La letra pertenece a la poetisa
guayaquileña María Piedad Castillo de Leví,
cultora del lirismo confidente, que se halla en las palpitaciones
diarias del amor.
De esta poetisa dice Alfredo
Baquerizo Moreno: "La leve y alada María Castillo,
que canta como fuente espontánea de un caudal de aguas
cristalinas, murmurantes, que refleja en su corriente lo azul
del cielo y lo blanco y tenue de la nube al pasar, ni lo oculta
ni lo empeña".
Temáticas diversas sobre
ciudades, oraciones, crepuscularios y canciones, entre otras,
son trabajadas con agitación anímica, técnica,
abundancia verbal y sugerencias emocionales.
El poema "Canción
Primaveral" revela juventud y brío amoroso transparentadores
de la íntima realidad, de los ojos con destellos de ilusión,
los sonrojos y reacciones al observar los rosales que cantan
primaveras, a los brotes de los amores primeros. Tantos estados
de ánimo primaveral construyen "un nido bajo un naranjo
en flor". No faltan las dimensiones de ternura y los símbolos
de paz.
Son cuatro estrofas de versos
de 14 sílabas, rima asonante y deliciosa armonía.

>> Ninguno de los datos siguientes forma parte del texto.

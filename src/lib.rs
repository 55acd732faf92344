use actix_cors::Cors;
use actix_web::middleware::Compress;
use actix_web::{http::header, web, App, HttpServer};
use actix_web_prometheus::PrometheusMetricsBuilder;
use serde::{Deserialize, Serialize};
use utoipa::{OpenApi, ToSchema};
use utoipa_swagger_ui::SwaggerUi;

pub mod config;
pub mod engine;
pub mod state;
pub mod storage;
pub mod templates;

pub use crate::config::AppConfig;
pub use crate::state::AppState;

/// Response header carrying the JSON generation report of a partial bulk run.
pub const GENERATION_WARNINGS_HEADER: &str = "x-generation-warnings";
/// Response header carrying the data-file warnings of a bulk run as a JSON array.
pub const DATA_FILE_WARNINGS_HEADER: &str = "x-data-file-warnings";

#[derive(Serialize, Deserialize, ToSchema, Debug)]
pub struct ErrorResponse {
    pub error: String,
    pub message: String,
    pub timestamp: String,
    #[serde(default, skip_serializing_if = "Vec::is_empty")]
    pub details: Vec<String>,
    #[serde(default, skip_serializing_if = "Vec::is_empty")]
    pub warnings: Vec<String>,
}

impl ErrorResponse {
    pub fn new(error_type: &str, message: &str) -> Self {
        Self {
            error: error_type.to_string(),
            message: message.to_string(),
            timestamp: chrono::Utc::now().to_rfc3339(),
            details: Vec::new(),
            warnings: Vec::new(),
        }
    }

    pub fn not_found(message: &str) -> Self {
        Self::new("NotFound", message)
    }

    pub fn bad_request(message: &str) -> Self {
        Self::new("BadRequest", message)
    }

    pub fn internal_error(message: &str) -> Self {
        Self::new("InternalServerError", message)
    }

    pub fn with_details(mut self, details: Vec<String>) -> Self {
        self.details = details;
        self
    }

    pub fn with_warnings(mut self, warnings: Vec<String>) -> Self {
        self.warnings = warnings;
        self
    }
}

#[derive(OpenApi)]
#[openapi(
    paths(
        crate::templates::handlers::list_templates,
        crate::templates::handlers::get_template,
        crate::templates::handlers::update_template,
        crate::templates::handlers::delete_template,
        crate::templates::handlers::upload_template,
        crate::templates::handlers::reupload_template,
        crate::templates::handlers::download_template,
        crate::templates::handlers::generate_document,
        crate::templates::handlers::bulk_generate,
        crate::templates::handlers::get_statistics
    ),
    components(
        schemas(
            templates::models::Template,
            templates::models::UpdateTemplateRequest,
            templates::models::MergeFieldValue,
            templates::models::GenerateRequest,
            templates::models::UploadTemplateRequest,
            templates::models::ReuploadTemplateRequest,
            templates::models::BulkGenerateRequest,
            templates::models::ReuploadResponse,
            templates::models::Statistics,
            ErrorResponse,
        )
    ),
    tags(
        (name = "Templates", description = "Template management endpoints."),
        (name = "Generation", description = "Single and bulk document generation."),
        (name = "Statistics", description = "Usage statistics.")
    ),
    servers(
        (url = "http://127.0.0.1:8080", description = "Localhost server")
    )
)]
pub struct ApiDoc;

pub async fn run() -> std::io::Result<()> {
    env_logger::Builder::from_env(env_logger::Env::default().default_filter_or("info")).init();

    let config = match AppConfig::from_env() {
        Ok(config) => config,
        Err(e) => {
            log::error!("Invalid configuration: {}", e);
            std::process::exit(1);
        }
    };

    let app_state = web::Data::new(AppState::new(config.clone()));

    let prometheus = match PrometheusMetricsBuilder::new("docx_template_server")
        .endpoint("/metrics")
        .build()
    {
        Ok(prometheus) => prometheus,
        Err(e) => {
            log::error!("Failed to create Prometheus metrics middleware: {}", e);
            std::process::exit(1);
        }
    };

    log::info!(
        "Starting server at http://{}:{} (templates stored in {})",
        config.host,
        config.port,
        config.storage_dir.display()
    );

    let origins = config.cors_allowed_origins.clone();
    HttpServer::new(move || {
        let app_state = app_state.clone();
        let prometheus = prometheus.clone();
        let cors = origins
            .iter()
            .fold(Cors::default(), |cors, origin| cors.allowed_origin(origin))
            .allowed_methods(vec!["GET", "POST", "PUT", "DELETE", "OPTIONS"])
            .allowed_headers(vec![header::ACCEPT, header::CONTENT_TYPE])
            .expose_headers(vec![
                header::CONTENT_DISPOSITION,
                header::HeaderName::from_static(GENERATION_WARNINGS_HEADER),
                header::HeaderName::from_static(DATA_FILE_WARNINGS_HEADER),
            ])
            .max_age(3600);

        App::new()
            .wrap(Compress::default())
            .wrap(prometheus)
            .wrap(cors)
            .app_data(app_state)
            .service(web::scope("/api").configure(templates::handlers::config))
            .service(
                SwaggerUi::new("/swagger-ui/{_:.*}")
                    .url("/api-doc/openapi.json", ApiDoc::openapi()),
            )
    })
    .keep_alive(actix_web::http::KeepAlive::Os)
    .bind((config.host.as_str(), config.port))?
    .run()
    .await
}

Las figuras literarias consolidan las alusiones y evocaciones
amorosas llenas de sensibilidad poética encaminada a mantener
despierto el interés.
Entre esas figuras tenemos
las metáforas" "Bella adorada de la suave sonrisa,
destello de mis amores, nota de mi laúd". Las optaciones:
"Soñando te presiento sin penas, sin agravios, con
tus puros sonrojos y tu fiel corazón". En esta forma
"Canción Primaveral" expresa los anhelos vivos
del alma abierta a la gozosa ternura, manejados con elementos
visuales.
"YO QUISIERA DECIRTE"
"Yo quisiera decirte"
es otra poesía hecha pasillo, muy conocido por el corazón
popular. Son cuatro cuartetos de 14 sílabas y rima consonante.
En este poema se dirige al amado con angustia y desolación
porque encuentra cerrado el balcón de la casa.
Hay reclamos contra el desdén,
la falta de sonrisas, recuerdos, juramentos y la ternura callada.
Por estos vacíos anhela el alma abierta a la gozosa ternura.
Por estos vacíos, dice lo que le dicta el corazón
y pide se entreabra un instante el balcón. El poema recobra
la perdida imagen y revive la ternura de las horas felices.
El fondo amoroso es enriquecido
con exclamaciones e interrogaciones poéticas, complementadas
con una subyección: "cuando al querer mirarte paso
frente a tu casa / y encuentro para siempre cerrado tu balcón...".
En ocasiones la poetisa va
del vuelo irracional a lo lógico, a la vez afirma el pensamiento
con apóstrofes: "te esquivas y te separas de quien
te adora tanto, / que por tu amor llegara sonriendo hasta morir.